- Born: 8 April 1997 (age 29) Kolín, Czech Republic
- Height: 6 ft 0 in (183 cm)
- Weight: 194 lb (88 kg; 13 st 12 lb)
- Position: Forward
- Shoots: Left
- ELH team Former teams: BK Mladá Boleslav HC Bílí Tygři Liberec HC Benátky nad Jizerou PSG Berani Zlín HC Vítkovice SaiPa
- NHL draft: 157th overall, 2017 New York Rangers
- Playing career: 2015–present

= Dominik Lakatoš =

Czech ice hockey player

Dominik Lakatoš (born 8 April 1997) is a Czech professional ice hockey player. He is currently playing for BK Mladá Boleslav of the Czech Extraliga (ELH). He was selected by the New York Rangers in the sixth round, 157th overall, of the 2017 NHL entry draft.

==Playing career==
Lakatoš made his Czech Extraliga debut playing with HC Bílí Tygři Liberec during the 2014–15 Czech Extraliga season.

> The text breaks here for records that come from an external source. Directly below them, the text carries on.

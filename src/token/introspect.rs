//! Opaque-token validation via the IdP introspection endpoint.

use std::collections::HashMap;
use std::sync::Arc;

use tracing::debug;

use crate::idp::IdpClient;
use crate::principal::{AuthMethod, AuthResult, Principal};
use crate::{Error, Result};

/// Validates opaque tokens by asking the IdP.
pub struct TokenIntrospector {
    idp: Arc<IdpClient>,
}

impl TokenIntrospector {
    /// Create an introspector over the shared IdP client.
    #[must_use]
    pub fn new(idp: Arc<IdpClient>) -> Self {
        Self { idp }
    }

    /// Validate `token` and produce an [`AuthResult`].
    ///
    /// # Errors
    ///
    /// - [`Error::TokenInvalid`] when the IdP reports the token inactive.
    /// - [`Error::TokenExpired`] when `exp` is in the past.
    /// - [`Error::UpstreamUnavailable`] / [`Error::UpstreamTimeout`] when the
    ///   introspection endpoint cannot be reached.
    pub async fn validate(&self, token: &str) -> Result<AuthResult> {
        let response = self.idp.introspect(token).await?;

        if !response.active {
            debug!("Introspection reported inactive token");
            return Err(Error::TokenInvalid("token inactive".into()));
        }

        let expires_at = response
            .exp
            .and_then(|exp| i64::try_from(exp).ok())
            .and_then(|exp| chrono::DateTime::from_timestamp(exp, 0));
        if let Some(exp) = expires_at {
            if exp <= chrono::Utc::now() {
                return Err(Error::TokenExpired);
            }
        }

        let sub = response
            .sub
            .ok_or_else(|| Error::TokenInvalid("introspection returned no subject".into()))?;

        let mut roles: Vec<String> = response
            .realm_access
            .roles
            .iter()
            .map(|r| format!("realm:{r}"))
            .collect();
        for access in response.resource_access.values() {
            roles.extend(access.roles.iter().map(|r| format!("client:{r}")));
        }

        let scopes: Vec<String> = response
            .scope
            .as_deref()
            .unwrap_or_default()
            .split_whitespace()
            .map(String::from)
            .collect();

        Ok(AuthResult {
            principal: Principal {
                username: response.username.clone().unwrap_or_else(|| sub.clone()),
                id: sub,
                email: None,
                roles,
                permissions: Vec::new(),
                attributes: HashMap::new(),
            },
            method: AuthMethod::Introspection,
            expires_at,
            scopes,
        })
    }
}

impl std::fmt::Debug for TokenIntrospector {
    fn fmt(&self, f: &mut std::fmt::Formatter<'_>) -> std::fmt::Result {
        f.debug_struct("TokenIntrospector").finish_non_exhaustive()
    }
}
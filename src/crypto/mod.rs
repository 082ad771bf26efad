//! Cryptographic primitives: at-rest token encryption.

mod encryption;

pub use encryption::{EncryptionError, EncryptionManager};
//! PKCE ceremony (RFC 7636): verifier/challenge/state generation, cache
//! binding, and single-use validation.
//!
//! Pairs are stored under `pkce:<sha256(state)[:32]>` so the raw state value
//! never appears as a cache key. A pair becomes unusable after its first
//! successful validation; the cache entry is deleted before the pair is
//! returned.

use std::sync::LazyLock;

use base64::{Engine as _, engine::general_purpose::URL_SAFE_NO_PAD};
use chrono::{DateTime, Duration as ChronoDuration, Utc};
use rand::RngExt;
use regex::Regex;
use serde::{Deserialize, Serialize};
use sha2::{Digest, Sha256};
use subtle::ConstantTimeEq;
use tracing::{debug, warn};
use url::Url;

use crate::cache::CacheFacade;
use crate::config::PkceConfig;
use crate::{Error, Result};

/// RFC 7636 unreserved characters allowed in a code verifier.
const VERIFIER_CHARSET: &[u8] = b"ABCDEFGHIJKLMNOPQRSTUVWXYZabcdefghijklmnopqrstuvwxyz0123456789-._~";

static VERIFIER_RE: LazyLock<Regex> =
    LazyLock::new(|| Regex::new(r"^[A-Za-z0-9\-._~]{43,128}$").expect("valid verifier regex"));

/// A generated PKCE pair, bound in cache until validated or expired.
#[derive(Debug, Clone, Serialize, Deserialize)]
pub struct PkcePair {
    /// Code verifier (43–128 unreserved characters).
    pub verifier: String,
    /// S256 challenge (base64url of `sha256(verifier)`).
    pub challenge: String,
    /// Challenge method; always `S256`.
    pub method: String,
    /// CSRF state (256-bit random, base64url).
    pub state: String,
    /// User this handshake belongs to, when known.
    #[serde(skip_serializing_if = "Option::is_none")]
    pub user_id: Option<String>,
    /// OAuth client id, when pinned.
    #[serde(skip_serializing_if = "Option::is_none")]
    pub client_id: Option<String>,
    /// Opaque handshake session id.
    pub session_id: String,
    /// Creation instant.
    pub created_at: DateTime<Utc>,
    /// Expiry instant.
    pub expires_at: DateTime<Utc>,
}

impl PkcePair {
    /// Whether the pair is past its expiry.
    #[must_use]
    pub fn is_expired(&self) -> bool {
        self.expires_at <= Utc::now()
    }
}

/// Options for [`PkceManager::generate_pair`].
#[derive(Debug, Clone, Default)]
pub struct PkceOptions {
    /// Associate the pair with a user.
    pub user_id: Option<String>,
    /// Pin the pair to an OAuth client.
    pub client_id: Option<String>,
}

/// Outcome of [`PkceManager::validate`].
#[derive(Debug)]
pub struct PkceValidation {
    /// Whether the `(state, verifier)` pair checked out.
    pub valid: bool,
    /// The consumed pair on success.
    pub pair: Option<PkcePair>,
    /// OAuth error code on failure (`invalid_grant` / `invalid_request`).
    pub error_code: Option<&'static str>,
}

impl PkceValidation {
    fn failure(error_code: &'static str) -> Self {
        Self {
            valid: false,
            pair: None,
            error_code: Some(error_code),
        }
    }
}

/// Generates and validates PKCE pairs.
pub struct PkceManager {
    cache: CacheFacade,
    config: PkceConfig,
}

impl PkceManager {
    /// Create a manager over the shared cache.
    #[must_use]
    pub fn new(cache: CacheFacade, config: PkceConfig) -> Self {
        Self { cache, config }
    }

    /// Generate a verifier/challenge/state triple and bind it in cache.
    pub async fn generate_pair(&self, options: PkceOptions) -> Result<PkcePair> {
        let verifier = generate_verifier(self.config.verifier_length);
        let challenge = compute_challenge(&verifier);
        let state = generate_state();
        let now = Utc::now();
        let ttl_secs =
            i64::try_from(self.config.ttl_secs).map_err(|_| Error::Internal("pkce ttl".into()))?;

        let pair = PkcePair {
            verifier,
            challenge,
            method: "S256".to_string(),
            state: state.clone(),
            user_id: options.user_id.clone(),
            client_id: options.client_id,
            session_id: uuid::Uuid::new_v4().to_string(),
            created_at: now,
            expires_at: now + ChronoDuration::seconds(ttl_secs),
        };

        self.cache
            .set(
                &cache_key(&state),
                &pair,
                std::time::Duration::from_secs(self.config.ttl_secs),
            )
            .await;

        if let Some(user_id) = &options.user_id {
            self.note_pending(user_id).await;
        }

        debug!(session = %crate::error::log_digest(&pair.session_id), "PKCE pair generated");
        Ok(pair)
    }

    /// Validate a `(state, verifier)` pair. Single-use: the cache binding is
    /// deleted on success.
    pub async fn validate(&self, state: &str, verifier: &str) -> PkceValidation {
        if !VERIFIER_RE.is_match(verifier) {
            return PkceValidation::failure("invalid_request");
        }

        let key = cache_key(state);
        let Some(pair) = self.cache.get::<PkcePair>(&key).await else {
            debug!("PKCE validation failed: unknown or expired state");
            return PkceValidation::failure("invalid_grant");
        };

        if pair.is_expired() {
            self.cache.invalidate(&key).await;
            return PkceValidation::failure("invalid_grant");
        }

        let expected = compute_challenge(verifier);
        let matches: bool = expected
            .as_bytes()
            .ct_eq(pair.challenge.as_bytes())
            .into();
        if !matches {
            warn!(
                session = %crate::error::log_digest(&pair.session_id),
                "PKCE challenge mismatch"
            );
            return PkceValidation::failure("invalid_grant");
        }

        // Consume before returning: a replayed state must not validate twice
        self.cache.invalidate(&key).await;

        PkceValidation {
            valid: true,
            pair: Some(pair),
            error_code: None,
        }
    }

    /// Append `code_challenge`, `code_challenge_method` and `state` (plus
    /// caller extras) to an authorization endpoint URL.
    pub fn authorization_url(
        &self,
        authorization_endpoint: &str,
        pair: &PkcePair,
        extra: &[(&str, &str)],
    ) -> Result<String> {
        let mut url = Url::parse(authorization_endpoint)
            .map_err(|e| Error::InvalidRequest(format!("authorization endpoint: {e}")))?;
        {
            let mut params = url.query_pairs_mut();
            params.append_pair("code_challenge", &pair.challenge);
            params.append_pair("code_challenge_method", &pair.method);
            params.append_pair("state", &pair.state);
            for (name, value) in extra {
                params.append_pair(name, value);
            }
        }
        Ok(url.to_string())
    }

    /// Soft per-user concurrency check: counted and logged, never enforced.
    async fn note_pending(&self, user_id: &str) {
        let key = format!("pkce:pending:{user_id}");
        match self
            .cache
            .store()
            .incr_with_expire(&key, std::time::Duration::from_secs(self.config.ttl_secs))
            .await
        {
            Ok(pending) if pending > i64::from(self.config.max_pending_per_user) => {
                warn!(
                    user = %crate::error::log_digest(user_id),
                    pending,
                    limit = self.config.max_pending_per_user,
                    "User exceeds pending PKCE handshake soft limit"
                );
            }
            Ok(_) => {}
            Err(e) => debug!(error = %e, "Pending PKCE counter unavailable"),
        }
    }
}

/// Random verifier of `length` characters from the RFC 7636 charset.
fn generate_verifier(length: usize) -> String {
    let mut rng = rand::rng();
    (0..length)
        .map(|_| {
            let idx = rng.random_range(0..VERIFIER_CHARSET.len());
            char::from(VERIFIER_CHARSET[idx])
        })
        .collect()
}

/// S256 challenge: base64url of `sha256(verifier)`.
fn compute_challenge(verifier: &str) -> String {
    let mut hasher = Sha256::new();
    hasher.update(verifier.as_bytes());
    URL_SAFE_NO_PAD.encode(hasher.finalize())
}

/// 256-bit random state, base64url.
fn generate_state() -> String {
    let bytes: [u8; 32] = rand::rng().random();
    URL_SAFE_NO_PAD.encode(bytes)
}

/// Cache key: the state is hashed so it never appears verbatim in the store.
fn cache_key(state: &str) -> String {
    let mut hasher = Sha256::new();
    hasher.update(state.as_bytes());
    let digest = hex::encode(hasher.finalize());
    format!("pkce:{}", &digest[..32])
}

#[cfg(test)]
mod tests {
    use std::sync::Arc;

    use super::*;
    use crate::cache::MemoryStore;

    fn manager() -> PkceManager {
        let cache = CacheFacade::new(Arc::new(MemoryStore::new()), true);
        PkceManager::new(cache, PkceConfig::default())
    }

    #[test]
    fn verifier_has_configured_length_and_charset() {
        let verifier = generate_verifier(128);
        assert_eq!(verifier.len(), 128);
        assert!(VERIFIER_RE.is_match(&verifier));
    }

    #[test]
    fn challenge_is_s256_of_verifier() {
        let verifier = generate_verifier(64);
        let challenge = compute_challenge(&verifier);

        let mut hasher = Sha256::new();
        hasher.update(verifier.as_bytes());
        assert_eq!(challenge, URL_SAFE_NO_PAD.encode(hasher.finalize()));
    }

    #[test]
    fn states_are_unique_and_base64url() {
        let a = generate_state();
        let b = generate_state();
        assert_ne!(a, b);
        assert!(a.len() >= 43);
        assert!(!a.contains('+'));
        assert!(!a.contains('/'));
    }

    #[tokio::test]
    async fn round_trip_validates_once() {
        let mgr = manager();
        let pair = mgr.generate_pair(PkceOptions::default()).await.unwrap();

        // First validation succeeds and consumes the pair
        let first = mgr.validate(&pair.state, &pair.verifier).await;
        assert!(first.valid);
        assert_eq!(first.pair.unwrap().session_id, pair.session_id);

        // Second validation with the same state fails single-use
        let second = mgr.validate(&pair.state, &pair.verifier).await;
        assert!(!second.valid);
        assert_eq!(second.error_code, Some("invalid_grant"));
    }

    #[tokio::test]
    async fn wrong_verifier_is_invalid_grant() {
        let mgr = manager();
        let pair = mgr.generate_pair(PkceOptions::default()).await.unwrap();
        let other = generate_verifier(128);

        let result = mgr.validate(&pair.state, &other).await;
        assert!(!result.valid);
        assert_eq!(result.error_code, Some("invalid_grant"));
    }

    #[tokio::test]
    async fn malformed_verifier_is_invalid_request() {
        let mgr = manager();
        let pair = mgr.generate_pair(PkceOptions::default()).await.unwrap();

        // Too short
        let result = mgr.validate(&pair.state, "short").await;
        assert_eq!(result.error_code, Some("invalid_request"));

        // Illegal character
        let bad = format!("{}!", generate_verifier(60));
        let result = mgr.validate(&pair.state, &bad).await;
        assert_eq!(result.error_code, Some("invalid_request"));
    }

    #[tokio::test]
    async fn unknown_state_is_invalid_grant() {
        let mgr = manager();
        let result = mgr.validate("nonexistent-state", &generate_verifier(43)).await;
        assert!(!result.valid);
        assert_eq!(result.error_code, Some("invalid_grant"));
    }

    #[tokio::test]
    async fn authorization_url_carries_pkce_params() {
        let mgr = manager();
        let pair = mgr.generate_pair(PkceOptions::default()).await.unwrap();

        let url = mgr
            .authorization_url(
                "https://id.example.com/auth",
                &pair,
                &[("client_id", "gw"), ("redirect_uri", "https://app/cb")],
            )
            .unwrap();

        assert!(url.contains("code_challenge="));
        assert!(url.contains("code_challenge_method=S256"));
        assert!(url.contains("state="));
        assert!(url.contains("client_id=gw"));
    }

    #[tokio::test]
    async fn pair_binds_user_id() {
        let mgr = manager();
        let pair = mgr
            .generate_pair(PkceOptions {
                user_id: Some("u3".to_string()),
                client_id: None,
            })
            .await
            .unwrap();
        assert_eq!(pair.user_id.as_deref(), Some("u3"));
        assert_eq!(pair.method, "S256");
    }
}
//! Distributed sliding-window rate limiting for the request and stream
//! protocols.
//!
//! # Algorithm
//!
//! Two counters per bucket at window resolution: the current window `C` and
//! the previous window `P`. For a request at fraction `f` of the current
//! window, the estimated rate is `C + P * (1 - f)`; the request is admitted
//! iff the estimate is below the limit. Counter increments run as an atomic
//! `INCR`+`EXPIRE` against the cache store.
//!
//! # Failure policy
//!
//! The limiter fails open: when the cache tier is unreachable, requests are
//! admitted and the degraded counter is recorded so operators can see the
//! window during which limits were not enforced.

use std::sync::Arc;
use std::time::Duration;

use tracing::{debug, warn};

use crate::cache::CacheStore;
use crate::config::RateLimitConfig;
use crate::stats::AuthStats;

/// Bucket key strategies.
#[derive(Debug, Clone, PartialEq, Eq)]
pub enum RateLimitKey {
    /// Keyed by caller IP.
    Ip(String),
    /// Keyed by authenticated user id.
    User(String),
    /// Keyed by API key id.
    ApiKey(String),
    /// Caller-supplied key.
    Custom(String),
}

impl RateLimitKey {
    /// The bucket fragment (`ip:…`, `user:…`, `apikey:…`, raw custom).
    #[must_use]
    pub fn bucket(&self) -> String {
        match self {
            Self::Ip(ip) => format!("ip:{ip}"),
            Self::User(user) => format!("user:{user}"),
            Self::ApiKey(key_id) => format!("apikey:{key_id}"),
            Self::Custom(key) => key.clone(),
        }
    }
}

/// Outcome of a rate-limit check.
#[derive(Debug, Clone)]
pub struct RateLimitDecision {
    /// Whether the request/message/connection is admitted.
    pub allowed: bool,
    /// Configured limit for the window consulted.
    pub limit: u64,
    /// Estimated remaining quota.
    pub remaining: u64,
    /// Seconds until the current window rolls over.
    pub reset_secs: u64,
    /// Window size in seconds.
    pub window_secs: u64,
    /// Seconds to wait before retrying (deny only).
    pub retry_after_secs: Option<u64>,
    /// The decision was made with the cache unreachable (fail-open).
    pub degraded: bool,
}

impl RateLimitDecision {
    fn fail_open(limit: u64, window_secs: u64) -> Self {
        Self {
            allowed: true,
            limit,
            remaining: limit,
            reset_secs: window_secs,
            window_secs,
            retry_after_secs: None,
            degraded: true,
        }
    }

    /// Standard rate-limit headers for the request protocol.
    #[must_use]
    pub fn headers(&self) -> Vec<(&'static str, String)> {
        let mut headers = vec![
            ("X-RateLimit-Limit", self.limit.to_string()),
            ("X-RateLimit-Remaining", self.remaining.to_string()),
            ("X-RateLimit-Reset", self.reset_secs.to_string()),
            ("X-RateLimit-Window", self.window_secs.to_string()),
        ];
        if let Some(retry_after) = self.retry_after_secs {
            headers.push(("Retry-After", retry_after.to_string()));
        }
        headers
    }
}

/// Sliding-window rate limiter over the shared cache store.
pub struct RateLimiter {
    store: Arc<dyn CacheStore>,
    config: RateLimitConfig,
    stats: Arc<AuthStats>,
}

impl RateLimiter {
    /// Create a limiter over the cache store.
    #[must_use]
    pub fn new(store: Arc<dyn CacheStore>, config: RateLimitConfig, stats: Arc<AuthStats>) -> Self {
        Self {
            store,
            config,
            stats,
        }
    }

    /// Check (and count) one request for `key`.
    pub async fn check(&self, key: &RateLimitKey) -> RateLimitDecision {
        if !self.config.enabled {
            return RateLimitDecision {
                allowed: true,
                limit: self.config.max_requests,
                remaining: self.config.max_requests,
                reset_secs: self.config.window_ms / 1_000,
                window_secs: self.config.window_ms / 1_000,
                retry_after_secs: None,
                degraded: false,
            };
        }
        self.sliding_check(&key.bucket(), self.config.window_ms, self.config.max_requests)
            .await
    }

    /// Undo one counted request, honoring the `skip_successful_requests` /
    /// `skip_failed_requests` policy. Called after the handler ran.
    pub async fn record_outcome(&self, key: &RateLimitKey, handler_succeeded: bool) {
        let skip = (handler_succeeded && self.config.skip_successful_requests)
            || (!handler_succeeded && self.config.skip_failed_requests);
        if !skip {
            return;
        }
        let counter = self.window_key(&key.bucket(), self.config.window_ms, 0);
        if let Err(e) = self.store.decr_delete_at_zero(&counter).await {
            debug!(error = %e, "Failed to uncount request");
        }
    }

    /// Stream handshake: admit iff the bucket is under `max_connections`.
    pub async fn try_connect(&self, key: &RateLimitKey) -> RateLimitDecision {
        let limit = self.config.stream.max_connections;
        let counter = format!("{}:{}:connections", self.config.prefix, key.bucket());

        let current = match self.store.get_counter(&counter).await {
            Ok(current) => current,
            Err(e) => {
                warn!(error = %e, "Rate limit store unreachable, admitting connection");
                self.stats.record_rate_limit_degraded();
                return RateLimitDecision::fail_open(limit, self.config.window_ms / 1_000);
            }
        };

        if u64::try_from(current).unwrap_or(0) >= limit {
            self.stats.record_rate_limit_denial();
            return RateLimitDecision {
                allowed: false,
                limit,
                remaining: 0,
                reset_secs: self.config.stream.connection_retry_after_secs,
                window_secs: self.config.window_ms / 1_000,
                retry_after_secs: Some(self.config.stream.connection_retry_after_secs),
                degraded: false,
            };
        }

        // Refreshed on every connect; a day-long TTL bounds leakage from
        // crashed nodes that never ran the disconnect hook
        if let Err(e) = self
            .store
            .incr_with_expire(&counter, Duration::from_secs(86_400))
            .await
        {
            warn!(error = %e, "Failed to count connection, admitting");
            self.stats.record_rate_limit_degraded();
            return RateLimitDecision::fail_open(limit, self.config.window_ms / 1_000);
        }

        RateLimitDecision {
            allowed: true,
            limit,
            remaining: limit.saturating_sub(u64::try_from(current).unwrap_or(0) + 1),
            reset_secs: 0,
            window_secs: self.config.window_ms / 1_000,
            retry_after_secs: None,
            degraded: false,
        }
    }

    /// Disconnect hook: decrement the connection counter, deleting the key
    /// at zero.
    pub async fn disconnect(&self, key: &RateLimitKey) {
        let counter = format!("{}:{}:connections", self.config.prefix, key.bucket());
        if let Err(e) = self.store.decr_delete_at_zero(&counter).await {
            debug!(error = %e, "Failed to decrement connection counter");
        }
    }

    /// Check (and count) one inbound stream message against the per-minute
    /// and per-hour windows.
    pub async fn check_message(&self, key: &RateLimitKey) -> RateLimitDecision {
        let bucket = key.bucket();
        let minute = self
            .sliding_check(
                &format!("{bucket}:msg_m"),
                60_000,
                self.config.stream.max_messages_per_minute,
            )
            .await;
        if !minute.allowed {
            return minute;
        }
        let hour = self
            .sliding_check(
                &format!("{bucket}:msg_h"),
                3_600_000,
                self.config.stream.max_messages_per_hour,
            )
            .await;
        if hour.allowed { minute } else { hour }
    }

    /// Core sliding-window check against one bucket.
    async fn sliding_check(&self, bucket: &str, window_ms: u64, limit: u64) -> RateLimitDecision {
        let window_secs = window_ms / 1_000;
        let now_ms = epoch_millis();
        let elapsed_ms = now_ms % window_ms;

        let current_key = self.window_key(bucket, window_ms, 0);
        let previous_key = self.window_key(bucket, window_ms, 1);

        let (current, previous) = match (
            self.store.get_counter(&current_key).await,
            self.store.get_counter(&previous_key).await,
        ) {
            (Ok(current), Ok(previous)) => (
                u64::try_from(current).unwrap_or(0),
                u64::try_from(previous).unwrap_or(0),
            ),
            (Err(e), _) | (_, Err(e)) => {
                warn!(error = %e, "Rate limit store unreachable, failing open");
                self.stats.record_rate_limit_degraded();
                return RateLimitDecision::fail_open(limit, window_secs);
            }
        };

        #[allow(clippy::cast_precision_loss, clippy::cast_possible_truncation, clippy::cast_sign_loss)]
        let estimated = {
            let fraction = elapsed_ms as f64 / window_ms as f64;
            (current as f64 + previous as f64 * (1.0 - fraction)).floor() as u64
        };

        let reset_secs = (window_ms - elapsed_ms).div_ceil(1_000);

        if estimated >= limit {
            self.stats.record_rate_limit_denial();
            return RateLimitDecision {
                allowed: false,
                limit,
                remaining: 0,
                reset_secs,
                window_secs,
                retry_after_secs: Some(reset_secs),
                degraded: false,
            };
        }

        // Count the admitted request; TTL covers two windows so the
        // previous-window counter survives into the next
        let ttl = Duration::from_secs(window_ms.div_ceil(1_000) * 2);
        if let Err(e) = self.store.incr_with_expire(&current_key, ttl).await {
            warn!(error = %e, "Failed to count request, admitting");
            self.stats.record_rate_limit_degraded();
            return RateLimitDecision::fail_open(limit, window_secs);
        }

        RateLimitDecision {
            allowed: true,
            limit,
            remaining: limit.saturating_sub(estimated + 1),
            reset_secs,
            window_secs,
            retry_after_secs: None,
            degraded: false,
        }
    }

    /// Counter key for the window `offset` windows ago.
    fn window_key(&self, bucket: &str, window_ms: u64, offset: u64) -> String {
        let index = (epoch_millis() / window_ms).saturating_sub(offset);
        format!("{}:{}:{}", self.config.prefix, bucket, index)
    }
}

impl std::fmt::Debug for RateLimiter {
    fn fmt(&self, f: &mut std::fmt::Formatter<'_>) -> std::fmt::Result {
        f.debug_struct("RateLimiter")
            .field("enabled", &self.config.enabled)
            .field("window_ms", &self.config.window_ms)
            .field("max_requests", &self.config.max_requests)
            .finish_non_exhaustive()
    }
}

#[allow(clippy::cast_possible_truncation)]
fn epoch_millis() -> u64 {
    std::time::SystemTime::now()
        .duration_since(std::time::UNIX_EPOCH)
        .unwrap_or_default()
        .as_millis() as u64
}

In the 2018–19 season, Lakatoš was unable to reproduce his previous offensive output with Liberec before he was loaned to fellow ELH club, PSG Berani Zlín, for the remainder of the campaign on 14 November 2018. In his stint with Zlín, Lakatoš regained his scoring touch to compile 4 goals and 13 points in 20 games before he was recalled from his loan by Liberec prior to the ELH trade deadline on 31 January 2019.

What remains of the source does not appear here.